Isso porque cada ato ou negócio jurídico tem uma causa, denominada pela doutrina como \”causa jurídica\”, \”causa de atribuição patrimonial\”, \”causa substancial\”, \”causa típica\”, dentre outras denominações, inclusive simplesmente \”causa\”, a qual corresponde à função que o ato ou negócio desempenha no ordenamento jurídico segundo a disciplina que a lei lhe outorga (quando típico). A causa é a função assegurada pela lei para a realização de atos da vida patrimonial e negocial, identificando-se pelo conjunto da prestação e da contraprestação de cada ato ou negócio jurídico e, por conseguinte, com o efeito que ele produz. Moreira Alves preleciona que, além de corresponder à \”função prática\” do ato ou negócio jurídico, a causa não se confunde com o motivo que leva ao estabelecimento dos negócios jurídicos [2].
Assim, se a divisão entre duas sociedades foi efetivamente respeitada, existindo, de fato e de direito, duas sociedades distintas, é irrelevante o motivo pelo qual tal divisão foi criada.
Além disso, é sempre importante ressaltar que o ordenamento jurídico brasileiro não incorporou a existência de propósito negocial como requisito para a validade de negócios jurídicos, de forma que a suposta falta de propósito negocial não poderia motivar a desconsideração dos atos efetivamente praticados pelos contribuintes.
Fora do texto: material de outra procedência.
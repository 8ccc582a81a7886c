mod cli;

use std::net::SocketAddr;
use std::sync::Arc;
use std::time::Duration;

use anyhow::Context;
use clap::Parser;
use mayfly_core::{PasteStore, ShortUrlStore};
use mayfly_gateway::sweeper::Sweeper;
use mayfly_gateway::{telemetry, App, AppState};
use mayfly_generator::{Base62Generator, UrlSafeIdGenerator};
use mayfly_pastebin::{PasteManager, Pastebin, PastebinSettings};
use mayfly_shortener::{ShortUrlManager, ShortenerSettings, UrlShortener};
use mayfly_storage::{InMemoryPasteStore, InMemoryShortUrlStore, MySqlStores};
use tracing::info;

use crate::cli::{StorageBackendArg, CLI};

#[tokio::main]
async fn main() -> anyhow::Result<()> {
    let config = CLI::parse();
    telemetry::init(config.log_format).context("failed to install tracing subscriber")?;

    info!(
        listen_addr = %config.listen_addr,
        public_base_url = %config.public_base_url,
        storage_backend = %config.storage,
        "starting mayfly http server"
    );

    let (shortener, pastebin) = match config.storage {
        StorageBackendArg::InMemory => services(
            &config,
            InMemoryShortUrlStore::new(),
            InMemoryPasteStore::new(),
        ),
        StorageBackendArg::Mysql => {
            let dsn = config
                .mysql_dsn
                .as_deref()
                .context("mysql dsn is required when storage backend is mysql")?;
            let stores = MySqlStores::connect(dsn)
                .await
                .context("failed to connect to mysql")?;
            stores.migrate().await.context("failed to create schema")?;
            services(&config, stores.short_urls, stores.pastes)
        }
    };

    let sweeper = (config.sweep_interval_secs > 0).then(|| {
        Sweeper::new(
            shortener.clone(),
            pastebin.clone(),
            Duration::from_secs(config.sweep_interval_secs),
        )
        .spawn()
    });

    let state = AppState::new(shortener, pastebin, config.public_base_url.clone());
    let app = App::router_with_timeout(state, config.request_timeout());

    let listener = tokio::net::TcpListener::bind(config.listen_addr)
        .await
        .with_context(|| format!("failed to bind {}", config.listen_addr))?;
    info!(listen_addr = %listener.local_addr()?, "listening");

    axum::serve(
        listener,
        app.into_make_service_with_connect_info::<SocketAddr>(),
    )
    .with_graceful_shutdown(shutdown_signal())
    .await
    .context("http server failed")?;

    if let Some(sweeper) = sweeper {
        sweeper.shutdown().await;
    }
    info!("shut down");

    Ok(())
}

fn services<U: ShortUrlStore, P: PasteStore>(
    config: &CLI,
    short_urls: U,
    pastes: P,
) -> (Arc<dyn UrlShortener>, Arc<dyn Pastebin>) {
    let shortener = ShortUrlManager::new(short_urls, Base62Generator::default()).with_settings(
        ShortenerSettings::builder()
            .code_attempts(config.code_attempts)
            .click_timeout(config.click_timeout())
            .build(),
    );
    let pastebin = PasteManager::new(pastes, UrlSafeIdGenerator::default()).with_settings(
        PastebinSettings::builder()
            .default_expiry_hours(Some(config.paste_expiry_hours))
            .build(),
    );

    (Arc::new(shortener), Arc::new(pastebin))
}

async fn shutdown_signal() {
    if let Err(error) = tokio::signal::ctrl_c().await {
        tracing::error!(%error, "failed to listen for ctrl-c");
        std::future::pending::<()>().await;
    }
    info!("shutdown signal received");
}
Nesse sentido, veja-se o acórdão n. 1302-001.150, de 7.8.2013 [3].
Tanto isso é verdade que regras gerais anti-elisivas, baseadas em propósito negocial ou em interpretações econômicas, foram repelidas pelo Congresso Nacional em pelo menos em quatro oportunidades: (i) em 1966, quando o art. 74 do projeto do Código Tributário Nacional(\”CTN\”) tentou introduzir a interpretação econômica no sistema tributário brasileiro; (ii) em 2001, quando o projeto da Lei Complementar n. 104/2001tentou introduzir uma regra geral anti-elisiva ampla no art. 116, parágrafo único, do CTN, cuja redação foi alterada e restringida pelos congressistas brasileiros para alcançar apenas negócios dissimulados; (iii) em 2002, quando a Medida Provisória n. 66/2002foi aprovada sem as disposições anti-elisivas originalmente previstas; e (iv) em 2015, quando a Medida Provisória n. 685/2015 tentou introduzir a obrigatoriedade de divulgação de planejamento tributário no Brasil, mas foi rejeitada pelo Congresso nacional [4].
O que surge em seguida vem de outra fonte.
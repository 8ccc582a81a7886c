use axum::extract::rejection::{JsonRejection, QueryRejection};
use axum::http::StatusCode;
use axum::response::{IntoResponse, Response};
use axum::Json;
use mayfly_pastebin::PastebinError;
use mayfly_shortener::ShortenerError;
use serde_json::json;
use thiserror::Error;
use tracing::error;

pub type Result<T> = std::result::Result<T, AppError>;

#[derive(Debug, Error)]
pub enum AppError {
    #[error("{0}")]
    Validation(String),
    #[error(transparent)]
    Shortener(#[from] ShortenerError),
    #[error(transparent)]
    Pastebin(#[from] PastebinError),
    #[error("request deadline exceeded")]
    DeadlineElapsed,
}

impl From<JsonRejection> for AppError {
    fn from(rejection: JsonRejection) -> Self {
        Self::Validation(rejection.body_text())
    }
}

impl From<QueryRejection> for AppError {
    fn from(rejection: QueryRejection) -> Self {
        Self::Validation(rejection.body_text())
    }
}

impl AppError {
    fn status(&self) -> StatusCode {
        match self {
            AppError::Validation(_) => StatusCode::BAD_REQUEST,
            AppError::DeadlineElapsed => StatusCode::GATEWAY_TIMEOUT,
            AppError::Shortener(err) => match err {
                ShortenerError::InvalidUrl(_) | ShortenerError::InvalidExpiry(_) => {
                    StatusCode::BAD_REQUEST
                }
                ShortenerError::DuplicateCode(_) => StatusCode::CONFLICT,
                ShortenerError::NotFound(_) | ShortenerError::Expired(_) => StatusCode::NOT_FOUND,
                ShortenerError::Generator(_) | ShortenerError::Storage(_) => {
                    StatusCode::INTERNAL_SERVER_ERROR
                }
            },
            AppError::Pastebin(err) => match err {
                PastebinError::InvalidExpiry(_) => StatusCode::BAD_REQUEST,
                PastebinError::DuplicateId(_) => StatusCode::CONFLICT,
                PastebinError::NotFound(_) | PastebinError::Expired(_) => StatusCode::NOT_FOUND,
                PastebinError::Generator(_) | PastebinError::Storage(_) => {
                    StatusCode::INTERNAL_SERVER_ERROR
                }
            },
        }
    }
}

impl IntoResponse for AppError {
    fn into_response(self) -> Response {
        let status = self.status();

        // internal details stay in the logs
        let message = if status == StatusCode::INTERNAL_SERVER_ERROR {
            error!(error = %self, "request failed");
            "internal server error".to_string()
        } else {
            self.to_string()
        };

        (status, Json(json!({ "error": message }))).into_response()
    }
}

#[cfg(test)]
mod tests {
    use super::*;
    use mayfly_core::StorageError;

    #[test]
    fn status_codes() {
        let cases = [
            (AppError::Validation("bad".into()), StatusCode::BAD_REQUEST),
            (AppError::DeadlineElapsed, StatusCode::GATEWAY_TIMEOUT),
            (
                ShortenerError::DuplicateCode("abc".into()).into(),
                StatusCode::CONFLICT,
            ),
            (
                ShortenerError::Expired("abc".into()).into(),
                StatusCode::NOT_FOUND,
            ),
            (
                ShortenerError::Storage(StorageError::Timeout("slow".into())).into(),
                StatusCode::INTERNAL_SERVER_ERROR,
            ),
            (
                PastebinError::DuplicateId("p".into()).into(),
                StatusCode::CONFLICT,
            ),
            (
                PastebinError::NotFound("p".into()).into(),
                StatusCode::NOT_FOUND,
            ),
        ];

        for (err, status) in cases {
            assert_eq!(err.status(), status, "{err}");
        }
    }

    #[test]
    fn not_found_and_expired_read_differently() {
        let missing = AppError::from(ShortenerError::NotFound("abc".into())).to_string();
        let expired = AppError::from(ShortenerError::Expired("abc".into())).to_string();

        assert!(missing.contains("not found"));
        assert!(expired.contains("has expired"));
    }
}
Diante das considerações acima, é de se destacar a importância da decisão em questão, que representa um importante precedente para situações em que contribuintes utilizam estruturas jurídicas que proporcionam economia tributária. O impacto desse caso para outras situações, contudo, é limitado pelas peculiaridades de cada caso, que devem ser objeto de análise específica.
[1] \”Art. 149. O lançamento é efetuado e revisto de ofício pela autoridade administrativa nos seguintes casos:
(…)
[2] ALVES, José Carlos Moreira. \”As Figuras Correlatas da Elisão Fiscal\”. Revista Fórum de Direito Tributário n. 1. Belo Horizonte: Fórum, 2003, p. 11. No mesmo sentido, vide: ALVES, José Carlos Moreira. Palestra inaugural do XVIII Simpósio Nacional de Direito Tributário do Centro de Extensão Universitária. \”Pesquisas Tributárias – Nova Série – 10\”. São Paulo: Revista dos Tribunais, 2004, p. 13.
[3] Confira-se o seguinte trecho: \”Os julgadores do CARF prestarão um grande serviço ao Estado e a sociedade brasileiras se imprimirem segurança jurídica e isonomia ao sistema, evitando que suas decisões fiquem ao sabor lotérico do entendimento de cada conselheiro sobre conceitos vagos não positivados como, por exemplo, falta de propósito negocial, que não passa de uma construção jurisprudencial alienígena sem respaldo no ordenamento jurídico pátrio.\”
[4] BARRETO, Paulo Ayres. Planejamento Tributário: Limites Normativos. São Paulo: Noeses, 2016, pp. 163-164.